Is it possible to predict just how harmful a mutation is without doing functional studies? Eric Stone and Arend Sidow have devised a method of predicting how a mutation might affect the function of a protein — using sequence information alone.

Their method — which the authors call multivariate analysis of protein polymorphism (MAPP) — hinges on the idea that it is the mutations at evolutionary conserved sites that impair protein function and lead to disease. The authors reasoned that, for each position in the protein, the variation between orthologous (and functionally similar) genes describes the range of physicochemical variation that is tolerated by the protein's function.

For a given protein, they aligned several orthologues and closely related paralogues, and from this estimated the physicochemical constraints on each amino-acid position using standard physicochemical scales such as hydropathy.

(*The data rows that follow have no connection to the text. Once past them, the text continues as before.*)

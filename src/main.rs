use std::fs;
use std::path::Path;

use anyhow::Result;
use clap::Parser;

use expense_tracker::{services, settings};

#[derive(Parser)]
#[command(version, about, long_about = None)]
struct Args {
    #[arg(short, long, default_value = "config.toml")]
    config: String,
    #[arg(short, long)]
    listen: Option<String>,
    #[arg(long, default_value = "log4rs.yaml")]
    log4rs: String,
}

#[tokio::main]
async fn main() -> Result<()> {
    dotenv::dotenv().ok();
    let args = Args::parse();

    init_logging(&args.log4rs)?;

    let mut settings = settings::Settings::load(&args.config)
        .map_err(|e| anyhow::anyhow!("Could not load settings: {}", e))?;
    if let Some(listen) = args.listen {
        settings.server.listen = listen;
    }

    log::info!("Starting expense tracker.");
    services::start_services(settings).await
}

fn init_logging(path: &str) -> Result<(), anyhow::Error> {
    if !Path::new("logs").exists() {
        fs::create_dir("logs")?;
    }

    match log4rs::init_file(path, Default::default()) {
        Ok(_) => {
            println!("[*] Logging initialized successfully.");
            Ok(())
        }
        Err(e) => {
            println!("[ERROR] Failed to initialize logging: {}", e);
            Err(anyhow::anyhow!("Could not initialize logging: {}", e))
        }
    }
}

From the mean and variance of each physicochemical property, the authors could estimate the magnitude of the constraints for each position in the protein.

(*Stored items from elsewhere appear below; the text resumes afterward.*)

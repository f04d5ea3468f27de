use std::fmt::Write as _;
use std::sync::Arc;
use std::time::{Duration, Instant};

use dashmap::DashMap;
use sha2::{Digest, Sha256};
use uuid::Uuid;

#[derive(Clone, Copy, Debug, PartialEq, Eq)]
pub enum FlashLevel {
    Success,
    Error,
    Info,
}

impl FlashLevel {
    pub fn as_str(&self) -> &'static str {
        match self {
            FlashLevel::Success => "success",
            FlashLevel::Error => "error",
            FlashLevel::Info => "info",
        }
    }
}

#[derive(Clone, Debug, PartialEq)]
pub struct Flash {
    pub level: FlashLevel,
    pub message: String,
}

#[derive(Debug)]
struct Session {
    username: Option<String>,
    last_activity: Instant,
    last_seen: Instant,
    flashes: Vec<Flash>,
}

impl Session {
    fn new() -> Self {
        let now = Instant::now();
        Self {
            username: None,
            last_activity: now,
            last_seen: now,
            flashes: Vec::new(),
        }
    }
}

#[derive(Debug, PartialEq)]
pub enum AuthFailure {
    NotLoggedIn,
    TimedOut,
}

impl AuthFailure {
    pub fn message(&self) -> &'static str {
        match self {
            AuthFailure::NotLoggedIn => "You must be logged in to access this page.",
            AuthFailure::TimedOut => "Your session has timed out. Please log in again.",
        }
    }
}

/// Server-side sessions. The cookie only carries the session id and a
/// signature over it.
pub struct SessionStore {
    sessions: DashMap<String, Session>,
    secret_key: String,
    cookie_name: String,
    timeout: Duration,
    purge_after: Duration,
}

impl SessionStore {
    pub fn new(
        secret_key: String,
        cookie_name: String,
        timeout: Duration,
        purge_after: Duration,
    ) -> Self {
        Self {
            sessions: DashMap::new(),
            secret_key,
            cookie_name,
            timeout,
            purge_after,
        }
    }

    pub fn cookie_name(&self) -> &str {
        &self.cookie_name
    }

    fn sign(&self, id: &str) -> String {
        let digest = Sha256::new()
            .chain_update(self.secret_key.as_bytes())
            .chain_update(b":")
            .chain_update(id.as_bytes())
            .finalize();

        digest.iter().fold(String::with_capacity(64), |mut out, b| {
            let _ = write!(out, "{:02x}", b);
            out
        })
    }

    pub fn create(&self) -> String {
        let id = Uuid::new_v4().simple().to_string();
        self.sessions.insert(id.clone(), Session::new());
        log::debug!("Created session ({} live)", self.sessions.len());
        id
    }

    /// Maps a cookie value back to a live session id. Unsigned, tampered or
    /// forgotten ids resolve to `None`.
    pub fn resolve(&self, cookie_value: &str) -> Option<String> {
        let (id, signature) = cookie_value.split_once('.')?;
        if !signatures_match(&self.sign(id), signature) {
            return None;
        }

        let mut session = self.sessions.get_mut(id)?;
        session.last_seen = Instant::now();
        Some(id.to_string())
    }

    pub fn set_cookie_header(&self, id: &str) -> String {
        format!(
            "{}={}.{}; Path=/; HttpOnly; SameSite=Lax",
            self.cookie_name,
            id,
            self.sign(id)
        )
    }

    pub fn flash(&self, id: &str, level: FlashLevel, message: impl Into<String>) {
        if let Some(mut session) = self.sessions.get_mut(id) {
            session.flashes.push(Flash {
                level,
                message: message.into(),
            });
        }
    }

    pub fn take_flashes(&self, id: &str) -> Vec<Flash> {
        self.sessions
            .get_mut(id)
            .map(|mut session| std::mem::take(&mut session.flashes))
            .unwrap_or_default()
    }

    /// Marks the user as logged in under a brand new session id, carrying
    /// over pending flashes of the previous session if there was one.
    /// Returns the new id.
    pub fn login(&self, id: Option<&str>, username: &str) -> String {
        let flashes = id
            .and_then(|id| self.sessions.remove(id))
            .map(|(_, session)| session.flashes)
            .unwrap_or_default();

        let new_id = Uuid::new_v4().simple().to_string();
        let mut session = Session::new();
        session.username = Some(username.to_string());
        session.flashes = flashes;
        self.sessions.insert(new_id.clone(), session);

        log::info!("User {} logged in", username);
        new_id
    }

    pub fn logout(&self, id: &str) -> Option<String> {
        let mut session = self.sessions.get_mut(id)?;
        let username = session.username.take();
        if let Some(username) = &username {
            log::info!("User {} logged out", username);
        }
        username
    }

    #[cfg(test)]
    pub fn username(&self, id: &str) -> Option<String> {
        self.sessions.get(id).and_then(|s| s.username.clone())
    }

    /// Returns the logged-in user and restarts the inactivity clock. A user
    /// idle for longer than the timeout is logged out.
    pub fn authorize(&self, id: &str) -> Result<String, AuthFailure> {
        let mut session = self.sessions.get_mut(id).ok_or(AuthFailure::NotLoggedIn)?;
        let Some(username) = session.username.clone() else {
            return Err(AuthFailure::NotLoggedIn);
        };

        let now = Instant::now();
        if now.duration_since(session.last_activity) > self.timeout {
            session.username = None;
            log::info!("Session for {} timed out", username);
            return Err(AuthFailure::TimedOut);
        }

        session.last_activity = now;
        Ok(username)
    }

    pub fn purge_idle(&self) -> usize {
        let before = self.sessions.len();
        let purge_after = self.purge_after;
        self.sessions
            .retain(|_, session| session.last_seen.elapsed() <= purge_after);
        before.saturating_sub(self.sessions.len())
    }

    pub fn len(&self) -> usize {
        self.sessions.len()
    }

    pub fn start_purge_task(self: &Arc<Self>) {
        let store = Arc::clone(self);

        tokio::spawn(async move {
            let mut interval = tokio::time::interval(Duration::from_secs(60));

            loop {
                interval.tick().await;

                let purged = store.purge_idle();
                if purged > 0 {
                    log::debug!(
                        "Purged {} idle session(s), {} left.",
                        purged,
                        store.len()
                    );
                }
            }
        });
    }
}

fn signatures_match(expected: &str, given: &str) -> bool {
    expected.len() == given.len()
        && expected
            .bytes()
            .zip(given.bytes())
            .fold(0u8, |diff, (a, b)| diff | (a ^ b))
            == 0
}

/// Picks the named cookie out of a `Cookie` header value.
pub fn find_cookie<'a>(header: &'a str, name: &str) -> Option<&'a str> {
    header
        .split(';')
        .filter_map(|pair| pair.trim().split_once('='))
        .find(|(key, _)| *key == name)
        .map(|(_, value)| value)
}

#[cfg(test)]
mod tests {
    use super::*;

    fn store(timeout: Duration) -> SessionStore {
        SessionStore::new(
            "test-secret".to_string(),
            "expense_session".to_string(),
            timeout,
            Duration::from_secs(3600),
        )
    }

    fn cookie_value(store: &SessionStore, id: &str) -> String {
        let header = store.set_cookie_header(id);
        let pair = header.split(';').next().unwrap();
        pair.split_once('=').unwrap().1.to_string()
    }

    #[test]
    fn signed_cookie_resolves() {
        let store = store(Duration::from_secs(600));
        let id = store.create();

        assert_eq!(store.resolve(&cookie_value(&store, &id)), Some(id));
    }

    #[test]
    fn tampered_or_unknown_cookies_are_rejected() {
        let store = store(Duration::from_secs(600));
        let id = store.create();
        let value = cookie_value(&store, &id);

        assert_eq!(store.resolve(&id), None);
        assert_eq!(store.resolve(&format!("{}.{}", id, "0".repeat(64))), None);
        assert_eq!(store.resolve(&value.replacen(&id[..1], "z", 1)), None);

        let other = SessionStore::new(
            "other-secret".to_string(),
            "expense_session".to_string(),
            Duration::from_secs(600),
            Duration::from_secs(3600),
        );
        assert_eq!(other.resolve(&value), None);
    }

    #[test]
    fn set_cookie_attributes() {
        let store = store(Duration::from_secs(600));
        let header = store.set_cookie_header("abc");

        assert!(header.starts_with("expense_session=abc."));
        assert!(header.ends_with("; Path=/; HttpOnly; SameSite=Lax"));
    }

    #[test]
    fn flashes_are_shown_once() {
        let store = store(Duration::from_secs(600));
        let id = store.create();

        store.flash(&id, FlashLevel::Error, "first");
        store.flash(&id, FlashLevel::Info, "second");

        let flashes = store.take_flashes(&id);
        assert_eq!(flashes.len(), 2);
        assert_eq!(flashes[0].level, FlashLevel::Error);
        assert_eq!(flashes[1].message, "second");
        assert!(store.take_flashes(&id).is_empty());
    }

    #[test]
    fn login_rotates_id_and_keeps_flashes() {
        let store = store(Duration::from_secs(600));
        let old = store.create();
        store.flash(&old, FlashLevel::Success, "Login successful.");

        let new = store.login(Some(&old), "alice");

        assert_ne!(old, new);
        assert_eq!(store.authorize(&old), Err(AuthFailure::NotLoggedIn));
        assert_eq!(store.authorize(&new), Ok("alice".to_string()));
        assert_eq!(store.take_flashes(&new).len(), 1);
    }

    #[test]
    fn anonymous_session_is_not_authorized() {
        let store = store(Duration::from_secs(600));
        let id = store.create();

        assert_eq!(store.authorize(&id), Err(AuthFailure::NotLoggedIn));
        assert_eq!(store.authorize("missing"), Err(AuthFailure::NotLoggedIn));
    }

    #[test]
    fn idle_login_times_out() {
        let store = store(Duration::ZERO);
        let id = store.login(None, "alice");
        std::thread::sleep(Duration::from_millis(5));

        assert_eq!(store.authorize(&id), Err(AuthFailure::TimedOut));
        assert_eq!(store.username(&id), None);
        assert_eq!(store.authorize(&id), Err(AuthFailure::NotLoggedIn));
    }

    #[test]
    fn activity_keeps_the_session_alive() {
        let store = store(Duration::from_millis(200));
        let id = store.login(None, "alice");

        for _ in 0..4 {
            std::thread::sleep(Duration::from_millis(100));
            assert_eq!(store.authorize(&id), Ok("alice".to_string()));
        }

        std::thread::sleep(Duration::from_millis(300));
        assert_eq!(store.authorize(&id), Err(AuthFailure::TimedOut));
    }

    #[test]
    fn login_without_previous_session() {
        let store = store(Duration::from_secs(600));
        let id = store.login(None, "alice");

        assert_eq!(store.len(), 1);
        assert_eq!(store.authorize(&id), Ok("alice".to_string()));
        assert!(store.take_flashes(&id).is_empty());
    }

    #[test]
    fn signature_comparison() {
        assert!(signatures_match("abcd", "abcd"));
        assert!(!signatures_match("abcd", "abce"));
        assert!(!signatures_match("abcd", "abc"));
        assert!(!signatures_match("", "a"));
    }

    #[test]
    fn logout_clears_user() {
        let store = store(Duration::from_secs(600));
        let id = store.login(None, "alice");

        assert_eq!(store.logout(&id), Some("alice".to_string()));
        assert_eq!(store.username(&id), None);
        assert_eq!(store.logout(&id), None);
    }

    #[test]
    fn purge_drops_idle_sessions() {
        let store = SessionStore::new(
            "test-secret".to_string(),
            "expense_session".to_string(),
            Duration::from_secs(600),
            Duration::ZERO,
        );
        store.create();
        store.create();
        std::thread::sleep(Duration::from_millis(5));

        assert_eq!(store.purge_idle(), 2);
        assert_eq!(store.len(), 0);
    }

    #[test]
    fn finds_named_cookie() {
        let header = "theme=dark; expense_session=abc.def;other=1";

        assert_eq!(find_cookie(header, "expense_session"), Some("abc.def"));
        assert_eq!(find_cookie(header, "other"), Some("1"));
        assert_eq!(find_cookie(header, "missing"), None);
    }
}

They then determined the physicochemical dissimilarity of protein variants to the observed evolutionary variation — they called this a 'MAPP score'. A high MAPP score tells us that the protein variant is physicochemically different to the observed 'neutral' evolutionary variation and is therefore potentially deleterious.

The authors then tested their method using empirical data from four published studies (on Escherichia coli, bacteriophage T4 and human immunodeficiency virus) that had assayed single-substitution protein variants for their degree of functional impairment. They found that the calculated MAPP scores of the protein variants correlated well with protein function: deleterious variants had high MAPP scores, and positive variants had low MAPP scores. Furthermore, the MAPP scores were able to discriminate between intermediate and negative variants within the deleterious class of mutations.

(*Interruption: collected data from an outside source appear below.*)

use axum::{
    extract::State,
    response::{Html, IntoResponse, Redirect, Response},
    Extension, Form,
};

use super::{sessions::FlashLevel, views, AppState, CurrentUser, SessionId};
use crate::{
    models::users::BudgetForm,
    services::{dispatch, expenses::ExpenseRequest, users::UserRequest, ServiceError},
};

pub async fn set_monthly_budget_form(
    State(state): State<AppState>,
    Extension(session): Extension<SessionId>,
    Extension(user): Extension<CurrentUser>,
) -> Result<Html<String>, ServiceError> {
    let current = dispatch(&state.user_channel, |response| UserRequest::GetUser {
        username: user.0.clone(),
        response,
    })
    .await?
    .map(|u| u.monthly_budget)
    .unwrap_or_default();

    Ok(Html(views::budget_form_page(&state.take_flashes(&session), current)))
}

pub async fn set_monthly_budget(
    State(state): State<AppState>,
    Extension(session): Extension<SessionId>,
    Extension(user): Extension<CurrentUser>,
    Form(form): Form<BudgetForm>,
) -> Response {
    let budget = match form.validate() {
        Ok(budget) => budget,
        Err(message) => {
            log::debug!("Invalid budget from {}: {:?}", user.0, form.budget);
            state.flash(&session, FlashLevel::Error, message);
            return Redirect::to("/set_monthly_budget").into_response();
        }
    };

    let result = dispatch(&state.user_channel, |response| UserRequest::SetBudget {
        username: user.0.clone(),
        budget,
        response,
    })
    .await;

    match result {
        Ok(_) => {
            state.flash(&session, FlashLevel::Success, "Monthly budget set.");
            Redirect::to("/").into_response()
        }
        Err(e) => state.flash_or_fail(&session, e, "/set_monthly_budget"),
    }
}

pub async fn track_budget(
    State(state): State<AppState>,
    Extension(session): Extension<SessionId>,
    Extension(user): Extension<CurrentUser>,
) -> Result<Html<String>, ServiceError> {
    let status = dispatch(&state.expense_channel, |response| {
        ExpenseRequest::TrackBudget {
            username: user.0.clone(),
            today: chrono::Local::now().date_naive(),
            response,
        }
    })
    .await?;

    log::debug!("Budget status for {}: {}", user.0, status.message());
    Ok(Html(views::track_budget_page(&state.take_flashes(&session), &status)))
}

Crucially, they also tested whether their MAPP scores could reflect the severity of disease-causing mutations. Variants of β-haemoglobin cause a range of anaemias, and the authors found that MAPP scores for human β-haemoglobin proteins were quantitatively consistent with clinical severity. Intriguing correlations were obtained for cancer too — it is generally observed that the mutations in the tumour suppressor p53 that lead to tumour progression are more common in tumours than less-deleterious or neutral mutations. Sure enough, the more common somatic p53 variants had higher MAPP scores.

The next, more ambitious step will be to extend the method to combine MAPP predictions for multiple disease loci or modifiers.